Concept for thin
shell vaulting which uses recycled auto tires as form work. Pictures of
actual construction using this system may follow.
Below is a mock up
of how individual tires will be held together using clamps. However
the steel wheel centers will be left in place. Sapling trees will be used
support the
form work. Rusty, recycled wheel rims might hold tires well
but cleats might be also welded to prevent rubber from slipping off. An
attempt to split rubber tires (picture below) without cutting steel belts
will avoid worker exposure to sharp metal while handling molds. Each
converted wheel will be supported on an individual pre sized pole
.
Above-- Mock-up
of converted wheels showing clamp to hold many together. Steel part
of wheel is missing in the mock up. Yet to be illustrated is the plan to
use sections
of fabric like burlap to
close
in the the mold
surface. A dirt loam coating will then be applied over the burlap to fair
out the surface. Local dirt as a mold release and as a simple texturing
agent should simplify interior finish. (After pressure washing, paint
can be
applied,
if
desired). Next Below is a housing
example which could implement this type of vault. The purple color
rings illustrate a ring reinforcement.
Standardized lab
testing of ring reinforcement to compare with other reinforcement systems
is of interest. As a low budget
single handed developer, I have very
little opportunity to extensively test the many ideas presented in these
www pages. The testing cannot keep up with my prototyping nor my conceptual
exploration.
Agricultural wire offers much
easier use but as a thicker gauge is less ideal than thin gauge welding
wire. More effort will be made to show examples. Here is an
example used in contoured wall construction, (sand molded tilt up method).
Here
is an example used in a stair.
Here is another example
of simple
ringforcement using heavier wire.
Step by step concept
for using ringforcement in a small (5m/ 15ft) dome.
The opportunity to
build the above vaults might also present a combination of needs and site
conditions as follows.
The following illustration shows variable height pillars which
are topped with hexagonal capitals.
Pillars
are poured concrete. Capitals are sand cast flared cones shaped to regular
hexagons on top. Picture below shows essential
shape. Capitols can be cast with reasonable tolerances and efficiency.

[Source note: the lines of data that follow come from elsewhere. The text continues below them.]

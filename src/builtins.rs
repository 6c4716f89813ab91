//! Built-in callbacks seeded into every environment.
//!
//! The array/object manipulation family operates on copies and never
//! mutates the render context. Given a wrong-typed first argument these
//! functions return it unchanged (or the documented neutral) instead of
//! failing; surrounding templates rely on that contract.

use crate::callbacks::{CallbackError, CallbackResult, CallbackTable};
use crate::value::Value;

pub fn register(table: &mut CallbackTable) {
    register_core(table);
    register_collections(table);
}

fn register_core(table: &mut CallbackTable) {
    // at(container, index_or_key)
    table.add("at", 2, |args| match (&args[0], &args[1]) {
        (Value::Array(items), index) => {
            let i = index
                .as_int()
                .ok_or_else(|| CallbackError::new("at expects an integer index"))?;
            usize::try_from(i)
                .ok()
                .and_then(|i| items.get(i))
                .cloned()
                .ok_or_else(|| CallbackError::new(format!("array index {} out of range", i)))
        }
        (Value::Object(map), Value::String(key)) => map
            .get(key)
            .cloned()
            .ok_or_else(|| CallbackError::new(format!("key '{}' not found", key))),
        (other, _) => Err(CallbackError::new(format!(
            "at expects an array or object, got {}",
            other.type_name()
        ))),
    });

    table.add("existsIn", 2, |args| {
        let exists = match (&args[0], &args[1]) {
            (Value::Object(map), Value::String(key)) => map.contains_key(key),
            _ => false,
        };
        Ok(Value::Bool(exists))
    });

    table.add("length", 1, |args| match &args[0] {
        Value::Array(items) => Ok(Value::Int(items.len() as i64)),
        Value::Object(map) => Ok(Value::Int(map.len() as i64)),
        Value::String(s) => Ok(Value::Int(s.chars().count() as i64)),
        other => Err(CallbackError::new(format!(
            "length expects an array, object or string, got {}",
            other.type_name()
        ))),
    });

    table.add("first", 1, |args| {
        let items = expect_array("first", &args[0])?;
        items
            .first()
            .cloned()
            .ok_or_else(|| CallbackError::new("first of an empty array"))
    });

    table.add("last", 1, |args| {
        let items = expect_array("last", &args[0])?;
        items
            .last()
            .cloned()
            .ok_or_else(|| CallbackError::new("last of an empty array"))
    });

    table.add("range", 1, |args| {
        let n = args[0]
            .as_int()
            .ok_or_else(|| CallbackError::new("range expects an integer"))?;
        Ok(Value::Array((0..n.max(0)).map(Value::Int).collect()))
    });

    table.add("sort", 1, |args| {
        let mut items = expect_array("sort", &args[0])?.clone();
        items.sort_by(|a, b| a.total_cmp(b));
        Ok(Value::Array(items))
    });

    table.add("join", 2, |args| {
        let items = expect_array("join", &args[0])?;
        let separator = expect_string("join", &args[1])?;
        let parts: Vec<String> = items.iter().map(Value::render_string).collect();
        Ok(Value::String(parts.join(separator)))
    });

    table.add("upper", 1, |args| {
        Ok(Value::String(expect_string("upper", &args[0])?.to_uppercase()))
    });

    table.add("lower", 1, |args| {
        Ok(Value::String(expect_string("lower", &args[0])?.to_lowercase()))
    });

    table.add("replace", 3, |args| {
        let s = expect_string("replace", &args[0])?;
        let from = expect_string("replace", &args[1])?;
        let to = expect_string("replace", &args[2])?;
        Ok(Value::String(s.replace(from, to)))
    });

    table.add("min", 1, |args| {
        let items = expect_array("min", &args[0])?;
        items
            .iter()
            .min_by(|a, b| a.total_cmp(b))
            .cloned()
            .ok_or_else(|| CallbackError::new("min of an empty array"))
    });

    table.add("max", 1, |args| {
        let items = expect_array("max", &args[0])?;
        items
            .iter()
            .max_by(|a, b| a.total_cmp(b))
            .cloned()
            .ok_or_else(|| CallbackError::new("max of an empty array"))
    });

    table.add("round", 1, |args| {
        let x = expect_number("round", &args[0])?;
        Ok(Value::Float(x.round()))
    });

    table.add("round", 2, |args| {
        let x = expect_number("round", &args[0])?;
        let precision = args[1]
            .as_int()
            .ok_or_else(|| CallbackError::new("round expects an integer precision"))?;
        let factor = 10f64.powi(precision as i32);
        Ok(Value::Float((x * factor).round() / factor))
    });

    table.add("int", 1, |args| match &args[0] {
        Value::Int(i) => Ok(Value::Int(*i)),
        Value::UInt(u) => i64::try_from(*u)
            .map(Value::Int)
            .map_err(|_| CallbackError::new("integer out of range")),
        Value::Float(f) => Ok(Value::Int(*f as i64)),
        Value::Bool(b) => Ok(Value::Int(*b as i64)),
        Value::String(s) => s
            .trim()
            .parse::<i64>()
            .map(Value::Int)
            .map_err(|_| CallbackError::new(format!("cannot convert '{}' to integer", s))),
        other => Err(CallbackError::new(format!(
            "cannot convert {} to integer",
            other.type_name()
        ))),
    });

    table.add("float", 1, |args| match &args[0] {
        Value::Float(f) => Ok(Value::Float(*f)),
        Value::Int(i) => Ok(Value::Float(*i as f64)),
        Value::UInt(u) => Ok(Value::Float(*u as f64)),
        Value::String(s) => s
            .trim()
            .parse::<f64>()
            .map(Value::Float)
            .map_err(|_| CallbackError::new(format!("cannot convert '{}' to float", s))),
        other => Err(CallbackError::new(format!(
            "cannot convert {} to float",
            other.type_name()
        ))),
    });
}

/// The array/object family: fresh-copy semantics, wrong-typed first
/// arguments pass through unchanged
fn register_collections(table: &mut CallbackTable) {
    table.add("append", 2, append);
    table.add("push", 2, append);

    table.add("extend", 2, |args| {
        let Value::Array(items) = &args[0] else {
            return Ok(args[0].clone());
        };
        let Value::Array(tail) = &args[1] else {
            return Ok(args[0].clone());
        };
        let mut result = items.clone();
        result.extend(tail.iter().cloned());
        Ok(Value::Array(result))
    });

    table.add("insert", 3, |args| {
        let Value::Array(items) = &args[0] else {
            return Ok(args[0].clone());
        };
        let mut result = items.clone();
        if let Some(index) = args[1].as_int() {
            let index = if index < 0 {
                index + result.len() as i64
            } else {
                index
            };
            if index >= 0 && index as usize <= result.len() {
                result.insert(index as usize, args[2].clone());
            }
        }
        Ok(Value::Array(result))
    });

    table.add("pop", 1, |args| {
        let Value::Array(items) = &args[0] else {
            return Ok(args[0].clone());
        };
        let mut result = items.clone();
        result.pop();
        Ok(Value::Array(result))
    });

    table.add("pop", 2, |args| {
        let Value::Array(items) = &args[0] else {
            return Ok(args[0].clone());
        };
        let mut result = items.clone();
        if let Some(index) = args[1].as_int() {
            let index = if index < 0 {
                index + result.len() as i64
            } else {
                index
            };
            if index >= 0 && (index as usize) < result.len() {
                result.remove(index as usize);
            }
        }
        Ok(Value::Array(result))
    });

    table.add("remove", 2, |args| {
        let Value::Array(items) = &args[0] else {
            return Ok(args[0].clone());
        };
        let mut result = items.clone();
        if let Some(found) = result.iter().position(|item| item == &args[1]) {
            result.remove(found);
        }
        Ok(Value::Array(result))
    });

    table.add("clear", 1, |args| {
        if !matches!(args[0], Value::Array(_)) {
            return Ok(args[0].clone());
        }
        Ok(Value::Array(Vec::new()))
    });

    table.add("reverse", 1, |args| {
        let Value::Array(items) = &args[0] else {
            return Ok(args[0].clone());
        };
        let mut result = items.clone();
        result.reverse();
        Ok(Value::Array(result))
    });

    table.add("index", 2, |args| {
        let Value::Array(items) = &args[0] else {
            return Ok(Value::Int(-1));
        };
        let found = items
            .iter()
            .position(|item| item == &args[1])
            .map(|i| i as i64)
            .unwrap_or(-1);
        Ok(Value::Int(found))
    });

    table.add("count", 2, |args| {
        let Value::Array(items) = &args[0] else {
            return Ok(Value::Int(0));
        };
        let count = items.iter().filter(|item| *item == &args[1]).count();
        Ok(Value::Int(count as i64))
    });

    table.add("unique", 1, |args| {
        let Value::Array(items) = &args[0] else {
            return Ok(args[0].clone());
        };
        let mut result: Vec<Value> = Vec::new();
        for item in items {
            if !result.contains(item) {
                result.push(item.clone());
            }
        }
        Ok(Value::Array(result))
    });

    table.add("flatten", 1, |args| flatten(&args[0], 1));

    table.add("flatten", 2, |args| {
        let depth = args[1]
            .as_int()
            .ok_or_else(|| CallbackError::new("flatten expects an integer depth"))?;
        flatten(&args[0], depth)
    });

    table.add("update", 2, |args| {
        let Value::Object(map) = &args[0] else {
            return Ok(args[0].clone());
        };
        let mut result = map.clone();
        if let Value::Object(other) = &args[1] {
            for (key, value) in other {
                result.insert(key.clone(), value.clone());
            }
        }
        Ok(Value::Object(result))
    });

    table.add("keys", 1, |args| {
        let Value::Object(map) = &args[0] else {
            return Ok(Value::Array(Vec::new()));
        };
        Ok(Value::Array(
            map.keys().map(|k| Value::String(k.clone())).collect(),
        ))
    });

    table.add("values", 1, |args| {
        let Value::Object(map) = &args[0] else {
            return Ok(Value::Array(Vec::new()));
        };
        Ok(Value::Array(map.values().cloned().collect()))
    });

    table.add("items", 1, |args| {
        let Value::Object(map) = &args[0] else {
            return Ok(Value::Array(Vec::new()));
        };
        Ok(Value::Array(
            map.iter()
                .map(|(k, v)| Value::Array(vec![Value::String(k.clone()), v.clone()]))
                .collect(),
        ))
    });

    table.add("get", 2, |args| Ok(object_get(&args[0], &args[1], &Value::Null)));

    table.add("get", 3, |args| Ok(object_get(&args[0], &args[1], &args[2])));

    table.add("has_key", 2, |args| {
        let has = match (&args[0], &args[1]) {
            (Value::Object(map), Value::String(key)) => map.contains_key(key),
            _ => false,
        };
        Ok(Value::Bool(has))
    });
}

fn append(args: &[Value]) -> CallbackResult {
    let Value::Array(items) = &args[0] else {
        return Ok(args[0].clone());
    };
    let mut result = items.clone();
    result.push(args[1].clone());
    Ok(Value::Array(result))
}

fn flatten(value: &Value, depth: i64) -> CallbackResult {
    let Value::Array(items) = value else {
        return Ok(value.clone());
    };
    let mut result = Vec::new();
    flatten_into(items, depth, &mut result);
    Ok(Value::Array(result))
}

fn flatten_into(items: &[Value], depth: i64, result: &mut Vec<Value>) {
    for item in items {
        match item {
            Value::Array(inner) if depth > 0 => flatten_into(inner, depth - 1, result),
            other => result.push(other.clone()),
        }
    }
}

fn object_get(object: &Value, key: &Value, default: &Value) -> Value {
    if let (Value::Object(map), Value::String(key)) = (object, key) {
        if let Some(found) = map.get(key) {
            return found.clone();
        }
    }
    default.clone()
}

fn expect_array<'a>(name: &str, value: &'a Value) -> Result<&'a Vec<Value>, CallbackError> {
    value.as_array().ok_or_else(|| {
        CallbackError::new(format!("{} expects an array, got {}", name, value.type_name()))
    })
}

fn expect_string<'a>(name: &str, value: &'a Value) -> Result<&'a str, CallbackError> {
    value.as_str().ok_or_else(|| {
        CallbackError::new(format!("{} expects a string, got {}", name, value.type_name()))
    })
}

fn expect_number(name: &str, value: &Value) -> Result<f64, CallbackError> {
    value.as_f64().ok_or_else(|| {
        CallbackError::new(format!("{} expects a number, got {}", name, value.type_name()))
    })
}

After installation, the hollows may be filled with economical concrete
and leveled.
A monolithic slab or other surface is then possible.
The hollow shell, hexagonal, cone like parts can be set upon
poured-in-place columns.
Additionally, spaces below floor could conceivably also be sealed off from
exhaust are. These partitioned areas could be used as cellar spaces and as
a solar heat exchanger space. In the case of solar heat, solar powered draft
schemes could be implemented.
Here was a web querry which reminded me of other applications, which i once promoted for development. Quoting an email (name withheld)-
"Hey, I found this image on your site and was totally intrigued. I’m looking into the concave/convex pavers/tiles for a project and this form caught my eye. Have you ever made a prototype? Any info or background to your idea would be appreciated...."
To which i answered:
"Absolutely, yes... My photos are still on 35mm BW film strips from the 80's, (never as yet digitized). They were easy via low-tech-low-investment-research means. I had several conceptual application concepts in mind. Perhaps too many detailed tangents to cover briefly. Yet i never did find contacts to develop more of an enterprise, (beyond small scale applications). In a sloped-paver application, one could install them with far less "leveling" required (As compared with squared systems). Sort of a networked-hexagonal-terracing could result -- Providing both an expansive stairway and also a robust concrete or tile mulch with two sized holes available from a single mold. Or furthermore, varied designs could introduce varied aesthetic appeal, even as elaborate as Escherian motifs ;-)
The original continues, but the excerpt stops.